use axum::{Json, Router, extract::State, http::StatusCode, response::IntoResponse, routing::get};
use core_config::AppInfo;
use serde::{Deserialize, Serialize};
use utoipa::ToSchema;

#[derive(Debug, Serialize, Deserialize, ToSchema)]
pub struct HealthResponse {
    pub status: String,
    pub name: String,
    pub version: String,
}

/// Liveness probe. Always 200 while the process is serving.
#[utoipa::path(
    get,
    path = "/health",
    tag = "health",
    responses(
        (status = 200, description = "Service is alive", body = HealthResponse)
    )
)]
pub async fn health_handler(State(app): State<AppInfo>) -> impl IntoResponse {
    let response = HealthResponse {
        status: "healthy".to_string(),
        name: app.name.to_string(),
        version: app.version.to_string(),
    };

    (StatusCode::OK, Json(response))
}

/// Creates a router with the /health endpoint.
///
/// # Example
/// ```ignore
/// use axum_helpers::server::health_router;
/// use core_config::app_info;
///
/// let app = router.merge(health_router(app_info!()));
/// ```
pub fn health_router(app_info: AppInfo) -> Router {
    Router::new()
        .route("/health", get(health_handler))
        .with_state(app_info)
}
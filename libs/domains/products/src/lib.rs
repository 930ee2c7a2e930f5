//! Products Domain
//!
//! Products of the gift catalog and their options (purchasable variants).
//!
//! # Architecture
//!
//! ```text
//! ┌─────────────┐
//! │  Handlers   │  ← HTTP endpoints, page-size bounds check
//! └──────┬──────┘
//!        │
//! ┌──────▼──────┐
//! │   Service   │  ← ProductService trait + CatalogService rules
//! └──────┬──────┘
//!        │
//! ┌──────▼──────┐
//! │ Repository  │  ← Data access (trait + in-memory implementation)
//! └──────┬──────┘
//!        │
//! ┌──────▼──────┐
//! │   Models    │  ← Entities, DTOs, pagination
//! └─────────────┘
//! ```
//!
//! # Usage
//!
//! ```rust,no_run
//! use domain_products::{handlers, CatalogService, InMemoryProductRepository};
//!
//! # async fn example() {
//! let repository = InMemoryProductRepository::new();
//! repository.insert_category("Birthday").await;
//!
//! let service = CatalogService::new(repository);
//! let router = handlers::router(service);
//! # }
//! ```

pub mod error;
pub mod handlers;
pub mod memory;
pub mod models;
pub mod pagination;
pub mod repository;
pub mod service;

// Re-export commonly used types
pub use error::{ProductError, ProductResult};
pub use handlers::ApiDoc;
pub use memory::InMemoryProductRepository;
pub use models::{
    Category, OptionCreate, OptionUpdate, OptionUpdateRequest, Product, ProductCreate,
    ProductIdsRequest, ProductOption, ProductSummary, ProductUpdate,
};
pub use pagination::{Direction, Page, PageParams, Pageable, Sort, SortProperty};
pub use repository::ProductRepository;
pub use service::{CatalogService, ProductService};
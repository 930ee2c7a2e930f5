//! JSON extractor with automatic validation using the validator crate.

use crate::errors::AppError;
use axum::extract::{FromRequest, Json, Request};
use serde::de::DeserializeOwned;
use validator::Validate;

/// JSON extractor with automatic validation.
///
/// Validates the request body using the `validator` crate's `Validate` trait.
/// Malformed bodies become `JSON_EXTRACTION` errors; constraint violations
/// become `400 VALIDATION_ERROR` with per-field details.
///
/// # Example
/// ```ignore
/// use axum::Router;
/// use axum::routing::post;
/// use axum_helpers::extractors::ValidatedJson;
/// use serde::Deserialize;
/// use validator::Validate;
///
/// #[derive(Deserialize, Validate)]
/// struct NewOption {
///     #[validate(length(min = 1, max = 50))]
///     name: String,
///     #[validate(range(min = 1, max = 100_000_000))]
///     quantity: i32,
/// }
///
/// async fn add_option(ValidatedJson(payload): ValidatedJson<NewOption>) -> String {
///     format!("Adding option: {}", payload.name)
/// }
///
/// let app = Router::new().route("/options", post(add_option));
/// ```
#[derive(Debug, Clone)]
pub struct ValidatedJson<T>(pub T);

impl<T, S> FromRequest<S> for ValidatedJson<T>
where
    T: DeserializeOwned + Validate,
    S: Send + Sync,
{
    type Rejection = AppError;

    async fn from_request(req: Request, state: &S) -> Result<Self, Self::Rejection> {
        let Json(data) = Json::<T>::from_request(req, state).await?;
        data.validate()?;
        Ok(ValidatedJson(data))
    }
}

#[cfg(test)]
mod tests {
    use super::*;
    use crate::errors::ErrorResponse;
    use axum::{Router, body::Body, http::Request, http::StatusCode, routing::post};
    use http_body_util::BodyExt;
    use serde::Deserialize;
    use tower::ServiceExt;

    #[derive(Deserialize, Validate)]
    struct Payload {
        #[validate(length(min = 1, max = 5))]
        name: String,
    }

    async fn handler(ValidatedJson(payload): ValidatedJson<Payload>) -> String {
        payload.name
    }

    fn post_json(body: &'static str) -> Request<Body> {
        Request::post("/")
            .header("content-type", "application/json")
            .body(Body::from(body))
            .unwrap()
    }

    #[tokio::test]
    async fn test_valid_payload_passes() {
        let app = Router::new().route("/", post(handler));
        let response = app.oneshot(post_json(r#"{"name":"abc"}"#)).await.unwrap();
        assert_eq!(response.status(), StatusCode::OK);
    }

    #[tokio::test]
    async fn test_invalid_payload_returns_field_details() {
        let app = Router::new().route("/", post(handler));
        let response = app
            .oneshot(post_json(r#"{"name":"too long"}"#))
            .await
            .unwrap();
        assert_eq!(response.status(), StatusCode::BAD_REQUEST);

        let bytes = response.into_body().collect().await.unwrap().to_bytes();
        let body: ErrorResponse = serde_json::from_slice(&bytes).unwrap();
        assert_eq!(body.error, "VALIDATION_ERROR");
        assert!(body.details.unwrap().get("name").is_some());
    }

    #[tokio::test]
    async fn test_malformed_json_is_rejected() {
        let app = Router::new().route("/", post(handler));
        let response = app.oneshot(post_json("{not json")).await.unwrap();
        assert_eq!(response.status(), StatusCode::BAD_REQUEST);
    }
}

-*-

**ASSIGNMENT:**
Each line from the top of the records through the one with "filename libs/domains/products/src/lib.rs" should be returned exactly. Leave out everything else.

**RESULT:**
use axum::{Json, Router, extract::State, http::StatusCode, response::IntoResponse, routing::get};
use core_config::AppInfo;
use serde::{Deserialize, Serialize};
use utoipa::ToSchema;

#[derive(Debug, Serialize, Deserialize, ToSchema)]
pub struct HealthResponse {
    pub status: String,
    pub name: String,
    pub version: String,
}

/// Liveness probe. Always 200 while the process is serving.
#[utoipa::path(
    get,
    path = "/health",
    tag = "health",
    responses(
        (status = 200, description = "Service is alive", body = HealthResponse)
    )
)]
pub async fn health_handler(State(app): State<AppInfo>) -> impl IntoResponse {
    let response = HealthResponse {
        status: "healthy".to_string(),
        name: app.name.to_string(),
        version: app.version.to_string(),
    };

    (StatusCode::OK, Json(response))
}

/// Creates a router with the /health endpoint.
///
/// # Example
/// ```ignore
/// use axum_helpers::server::health_router;
/// use core_config::app_info;
///
/// let app = router.merge(health_router(app_info!()));
/// ```
pub fn health_router(app_info: AppInfo) -> Router {
    Router::new()
        .route("/health", get(health_handler))
        .with_state(app_info)
}
filename libs/domains/products/src/lib.rs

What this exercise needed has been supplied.